Hey folks, Rust 1.93 is here

On January 22, 2026, Rust 1.93 was officially released.

Looking at this version number, you might think: “1.92 just came out a month ago, what big changes could there be?”

Well, there are actually several improvements that feel really nice to use. It’s like when your regular breakfast spot suddenly switches to a better hot sauce - same food, but it just hits different.

First, how to upgrade:

rustup update stable

Done.

Why this version matters

One word to describe Rust 1.93: refinement.

Things that felt awkward before got fixed; places where you had to take detours got straightened out. A few highlights:

All *-linux-musl targets unified to musl 1.2.5, making static linking more reliable. You can now use #[cfg] for conditional compilation inside assembly, no more copy-pasting entire asm blocks. Global allocators can safely use thread_local! - a restriction that’s been blocking people for years.

These are all “hurts when you need it, forget about it when you don’t” kind of changes. Let’s go through them one by one.

musl 1.2.5: Good news for static linking folks

If you’ve done static linking with Rust binaries, you definitely know about musl.

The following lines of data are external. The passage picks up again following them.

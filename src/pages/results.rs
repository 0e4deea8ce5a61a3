use super::{detail_line, doc_button, line, load, new_tag, note, replace, Outcome, RenderContext};
use crate::dates::{format_display_date, DateStyle};
use crate::dom::{el, Document, Node};
use crate::listing::{sort_entries, SortOrder};
use crate::models::YearGroup;
use crate::normalize::{normalize_entries, Entry, Origin};
use crate::storage::{DataSource, RESULTS_DATA};
use tracing::info;

pub const LIST_ID: &str = "resultsList";
pub const TITLE_ID: &str = "pageTitle";
pub const CRUMB_ID: &str = "crumbTitle";

const LOAD_FAILED: &str =
    "データの読み込みに失敗しました。data/results-data.json のパスと内容を確認してください。";
const NO_CATEGORY: &str = "表示できる大会カテゴリがありません。";
const NO_YEARS: &str = "この大会の結果データはまだありません。";
const NO_ENTRIES: &str = "この年度の結果はまだありません。";
const DEFAULT_LABEL: &str = "大会結果";

/// Results of one tournament category, newest season first.
///
/// `key` selects the category; when absent or unknown the configured fallback
/// key is tried, then the first category in the file.
pub async fn render(
    doc: &mut Document,
    source: &DataSource,
    ctx: &RenderContext,
    key: Option<&str>,
) -> Outcome {
    if !doc.contains_id(LIST_ID) {
        return Outcome::Skipped;
    }

    let data = match load(source, RESULTS_DATA, "results").await {
        Ok(data) => data,
        Err(_) => {
            replace(doc, LIST_ID, vec![note(LOAD_FAILED)]);
            return Outcome::Failed;
        }
    };

    let key = key.filter(|k| !k.is_empty()).unwrap_or(ctx.results_key.as_str());
    let mut categories = data.categories.unwrap_or_default();
    let Some(index) = categories
        .iter()
        .position(|c| c.key == key)
        .or_else(|| categories.iter().position(|c| c.key == ctx.results_key))
        .or((!categories.is_empty()).then_some(0))
    else {
        replace(doc, LIST_ID, vec![note(NO_CATEGORY)]);
        return Outcome::Empty;
    };
    let category = categories.swap_remove(index);

    let label = if category.label.is_empty() {
        DEFAULT_LABEL.to_string()
    } else {
        category.label.clone()
    };
    for id in [TITLE_ID, CRUMB_ID] {
        if let Some(element) = doc.element_by_id_mut(id) {
            element.set_text(&label);
        }
    }
    doc.title = format!("{label}｜{}", ctx.site_name);

    let mut years = category.years.unwrap_or_default();
    years.sort_by_key(|year| std::cmp::Reverse(year_number(year)));
    if years.is_empty() {
        replace(doc, LIST_ID, vec![note(NO_YEARS)]);
        return Outcome::Empty;
    }

    let mut nodes = Vec::new();
    let mut rendered = 0;
    for (index, year) in years.into_iter().enumerate() {
        if index > 0 {
            nodes.push(el("div", &[("class", "section-bar"), ("aria-hidden", "true")], vec![]).into());
        }
        let origin = Origin::Category {
            key: category.key.clone(),
            label: category.label.clone(),
            year: year.year,
        };
        let mut entries = normalize_entries(year.entries, &origin);
        sort_entries(&mut entries, SortOrder::Desc);
        if entries.is_empty() {
            nodes.push(note(NO_ENTRIES));
            continue;
        }
        rendered += entries.len();
        nodes.extend(entries.iter().map(|entry| article(entry, ctx)));
    }

    replace(doc, LIST_ID, nodes);
    info!(key = %category.key, rendered, "rendered results");
    Outcome::Rendered(rendered)
}

/// Non-numeric years sort last.
fn year_number(year: &YearGroup) -> i64 {
    year.year.trim().parse().unwrap_or(0)
}

/// Blank for entries with no date text at all.
fn padded_meta(entry: &Entry) -> String {
    if entry.updated.is_empty() {
        String::new()
    } else {
        format!("更新日：{}", format_display_date(&entry.updated, DateStyle::Padded))
    }
}

fn article(entry: &Entry, ctx: &RenderContext) -> Node {
    let title = if entry.title.is_empty() { "(無題)" } else { entry.title.as_str() };
    let mut head = el(
        "div",
        &[("class", "entry-head")],
        vec![el(
            "a",
            &[("class", "entry-title"), ("href", entry.url.as_str()), ("text", title)],
            vec![],
        )
        .into()],
    );
    if ctx.is_new(entry) {
        head.append(new_tag("tag new"));
    }
    let meta = padded_meta(entry);

    let mut body: Vec<Node> = entry.details.iter().map(detail_line).collect();
    if !entry.docs.is_empty() {
        let buttons = entry
            .docs
            .iter()
            .map(|doc| {
                let label = if doc.label.is_empty() { "資料" } else { doc.label.as_str() };
                doc_button(doc, doc.declared_kind(), label)
            })
            .collect();
        body.push(line("資料：", el("div", &[("class", "value actions")], buttons)));
    }

    el(
        "article",
        &[("class", "entry")],
        vec![
            head.into(),
            el("div", &[("class", "entry-meta"), ("text", meta.as_str())], vec![]).into(),
            el("div", &[("class", "entry-body entry-lines")], body).into(),
        ],
    )
    .into()
}
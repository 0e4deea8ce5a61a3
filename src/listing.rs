use crate::normalize::Entry;
use chrono::NaiveDate;
use std::str::FromStr;

#[derive(Debug, Clone, Copy, PartialEq, Eq, Default)]
pub enum SortOrder {
    #[default]
    Desc,
    Asc,
}

impl SortOrder {
    pub fn as_str(self) -> &'static str {
        match self {
            SortOrder::Desc => "desc",
            SortOrder::Asc => "asc",
        }
    }
}

impl FromStr for SortOrder {
    type Err = ();

    fn from_str(value: &str) -> Result<Self, Self::Err> {
        match value.trim().to_ascii_lowercase().as_str() {
            "desc" => Ok(SortOrder::Desc),
            "asc" => Ok(SortOrder::Asc),
            _ => Err(()),
        }
    }
}

/// Undated entries sort as if updated on 1970-01-01.
fn sort_key(entry: &Entry) -> NaiveDate {
    entry.date.unwrap_or_default()
}

/// Stable: entries with the same date keep their input order.
pub fn sort_entries(entries: &mut [Entry], order: SortOrder) {
    match order {
        SortOrder::Desc => entries.sort_by(|a, b| sort_key(b).cmp(&sort_key(a))),
        SortOrder::Asc => entries.sort_by_key(sort_key),
    }
}

/// Newest-first summary capped at `cap` entries.
pub fn take_newest(mut entries: Vec<Entry>, cap: usize) -> Vec<Entry> {
    sort_entries(&mut entries, SortOrder::Desc);
    entries.truncate(cap);
    entries
}

pub fn total_pages(count: usize, page_size: usize) -> usize {
    count.div_ceil(page_size.max(1)).max(1)
}

#[derive(Debug, Clone, Copy, PartialEq, Eq)]
pub struct ListState {
    pub order: SortOrder,
    /// 1-indexed.
    pub page: usize,
}

#[derive(Debug, Clone, Copy, PartialEq, Eq)]
pub enum ListEvent {
    SetOrder(SortOrder),
    GoTo(usize),
    Prev,
    Next,
}

impl ListState {
    /// Applies one UI event. Changing the order always returns to page 1.
    pub fn apply(self, event: ListEvent, total_pages: usize) -> ListState {
        let next = match event {
            ListEvent::SetOrder(order) => ListState { order, page: 1 },
            ListEvent::GoTo(page) => ListState { page, ..self },
            ListEvent::Prev => ListState {
                page: self.page.saturating_sub(1),
                ..self
            },
            ListEvent::Next => ListState {
                page: self.page.saturating_add(1),
                ..self
            },
        };
        next.clamped(total_pages)
    }

    pub fn clamped(self, total_pages: usize) -> ListState {
        ListState {
            page: self.page.clamp(1, total_pages.max(1)),
            ..self
        }
    }
}

/// Owns the sorted entries of a paged listing and its current state.
#[derive(Debug, Clone)]
pub struct ListController {
    entries: Vec<Entry>,
    page_size: usize,
    state: ListState,
}

impl ListController {
    pub fn new(mut entries: Vec<Entry>, page_size: usize, order: SortOrder) -> Self {
        sort_entries(&mut entries, order);
        Self {
            entries,
            page_size: page_size.max(1),
            state: ListState { order, page: 1 },
        }
    }

    /// Returns whether the listing should be scrolled back into view, which
    /// is the case for page moves only.
    pub fn dispatch(&mut self, event: ListEvent) -> bool {
        let previous = self.state;
        self.state = previous.apply(event, self.total_pages());
        if self.state.order != previous.order {
            sort_entries(&mut self.entries, self.state.order);
        }
        !matches!(event, ListEvent::SetOrder(_))
    }

    pub fn state(&self) -> ListState {
        self.state
    }

    pub fn len(&self) -> usize {
        self.entries.len()
    }

    pub fn is_empty(&self) -> bool {
        self.entries.is_empty()
    }

    pub fn total_pages(&self) -> usize {
        total_pages(self.entries.len(), self.page_size)
    }

    pub fn has_prev(&self) -> bool {
        self.state.page > 1
    }

    pub fn has_next(&self) -> bool {
        self.state.page < self.total_pages()
    }

    pub fn window(&self) -> &[Entry] {
        let start = (self.state.page - 1) * self.page_size;
        let end = (start + self.page_size).min(self.entries.len());
        self.entries.get(start..end).unwrap_or(&[])
    }
}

musl is a lightweight C standard library implementation specifically designed for static linking. Simply put, it packages all your program’s dependencies into a single binary file that you can drop on a server and run directly, no need to install libgcc, glibc, and all that.

What scenario is this great for?

Container images. You’ve built images with Alpine Linux, right? That thing is tiny - the whole system is just a few dozen megabytes. But Alpine uses musl, not glibc. If you throw in a standard Rust-compiled binary, it probably won’t run because the two libc implementations don’t match.

Before, you had to compile with targets like x86_64-unknown-linux-musl, but you’d occasionally run into weird issues like DNS resolution acting up or certain symbols not being found.

Now with musl upgraded to 1.2.5, most of these problems are fixed. Especially DNS-related bugs - 1.2.4 and 1.2.5 put in serious work on those.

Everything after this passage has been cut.